At the commencement of Consent, Nina Raine’s coruscating comment on gender politics, the set is littered with packing boxes. As audiences discover over the following two hours, there’s a lot to unpack.
Kitty, and Edward, have recently become parents and have moved into a new home, modern, austere, but with Edward determined to place an obscure antique light fitting.
They are hosting a “wetting of the head” of their infant, Leo, with friends and colleagues, Jake and Rachel. After a barrage of witty chit chat about children and the notion of godparents, the conversation moves on to work.
Edward, Jake and Rachel are all lawyers; Jake is working on a rape case. Rachel is currently defending someone accused of murdering a girlfriend. Edward is also working defence on a rape case, and he takes his friends through the details.
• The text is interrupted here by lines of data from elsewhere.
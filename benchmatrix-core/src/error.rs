//! Error types for matrix runs
//!
//! Every fatal error names the variant or file involved and carries a
//! suggestion, so the operator can act on the message alone.

use std::path::PathBuf;
use std::time::Duration;
use thiserror::Error;

/// Errors that can occur while resolving, running or comparing a matrix
#[derive(Error, Debug)]
pub enum MatrixError {
    /// Configuration could not be loaded or is inconsistent
    #[error("Invalid configuration: {reason}\n  Suggestion: {suggestion}")]
    Config { reason: String, suggestion: String },

    /// An operator-selected variant is not part of the resolved registry
    #[error(
        "Variant '{name}' is not available on {os}\n  Expected: one of [{available}]\n  Suggestion: check the spelling or drop the variant from the selection"
    )]
    UnknownVariant {
        name: String,
        os: String,
        available: String,
    },

    /// The suite executable could not be started
    #[error("Failed to launch benchmark suite for variant '{variant}': {source}")]
    Launch {
        variant: String,
        #[source]
        source: std::io::Error,
    },

    /// The suite exited with a failure status
    #[error("Benchmark suite failed for variant '{variant}' ({status})\n  Last output:\n{tail}")]
    RunFailed {
        variant: String,
        status: String,
        tail: String,
    },

    /// The suite did not finish within the configured timeout
    #[error(
        "Benchmark suite for variant '{variant}' exceeded the {}s timeout\n  Suggestion: raise run.timeout_secs or pass --timeout",
        .timeout.as_secs()
    )]
    Timeout { variant: String, timeout: Duration },

    /// The operator interrupted the run
    #[error("Matrix run cancelled while running variant '{variant}'")]
    Cancelled { variant: String },

    /// Nothing meaningful can be compared without a readable baseline
    #[error(
        "Baseline capture for variant '{variant}' could not be parsed: {reason}\n  Suggestion: make sure the suite prints Criterion or libtest bench timings"
    )]
    BaselineUnparsable { variant: String, reason: String },

    /// A capture contained no recognisable timing or an unknown unit
    #[error("Capture could not be parsed: {0}")]
    CaptureParse(String),

    /// A promoted artifact expected by a comparison does not exist
    #[error(
        "No promoted capture for variant '{variant}' at {path}\n  Suggestion: run the matrix before comparing"
    )]
    MissingArtifact { variant: String, path: PathBuf },

    /// Moving captures out of the scratch area failed
    #[error("Failed to promote captures into {dir}: {reason}")]
    Promotion { dir: PathBuf, reason: String },

    /// I/O error
    #[error("I/O error at {path}: {source}")]
    Io {
        path: PathBuf,
        #[source]
        source: std::io::Error,
    },

    /// JSON serialization error
    #[error("JSON error: {0}")]
    Json(#[from] serde_json::Error),

    /// TOML parsing error
    #[error("TOML error: {0}")]
    Toml(#[from] toml::de::Error),
}

impl MatrixError {
    pub(crate) fn io(path: impl Into<PathBuf>, source: std::io::Error) -> Self {
        Self::Io {
            path: path.into(),
            source,
        }
    }

    pub(crate) fn config(reason: impl Into<String>, suggestion: impl Into<String>) -> Self {
        Self::Config {
            reason: reason.into(),
            suggestion: suggestion.into(),
        }
    }

    /// Whether the error came from an operator interrupt rather than a failure
    #[must_use]
    pub const fn is_cancelled(&self) -> bool {
        matches!(self, Self::Cancelled { .. })
    }
}

/// Result type for matrix operations
pub type MatrixResult<T> = Result<T, MatrixError>;

#[cfg(test)]
mod tests {
    use super::*;

    #[test]
    fn run_failure_names_variant_and_output() {
        let err = MatrixError::RunFailed {
            variant: "rpmalloc".to_string(),
            status: "exit status: 101".to_string(),
            tail: "error[E0432]: unresolved import `rpmalloc`".to_string(),
        };
        let message = err.to_string();
        assert!(message.contains("rpmalloc"));
        assert!(message.contains("exit status: 101"));
        assert!(message.contains("unresolved import"));
    }

    #[test]
    fn timeout_message_reports_seconds() {
        let err = MatrixError::Timeout {
            variant: "smalloc".to_string(),
            timeout: Duration::from_secs(90),
        };
        assert!(err.to_string().contains("90s timeout"));
        assert!(!err.is_cancelled());
    }
}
Another of their friends, Tim, is prosecuting counsel in the same case.
The play cuts briefly to the courtroom where the plaintiff, Gayle, is subjected to a clearly unfair, skewered cross examination that practically makes the victim responsible for the event. By clever manipulation, white privileged male Edward carves up underprivileged female Gayle.
Edward is the embodiment of the entitled entity. Past indiscretions and infidelities are masculine rights, and, of course, must be forgiven by wife and mother of his child, Kitty.
However, forgive and forget has been put on reset, a festering sore reopened by Edward’s arrogant coercion of turning Kitty into a breeder and maintaining the status quo of male dominance in society and the law.
Director Craig Baldwin guides a sensational ensemble of seven: Anna Samson as Kitty, Jennifer Rani as Rachel, Nic English as Edward, Jeremy Waters as Jake, Sam O’Sullivan as Tim, Anna Skellern as Zara and Jessica Bell as Gayle, as they take the sharp eyes and tongue of the script and give it even sharper teeth.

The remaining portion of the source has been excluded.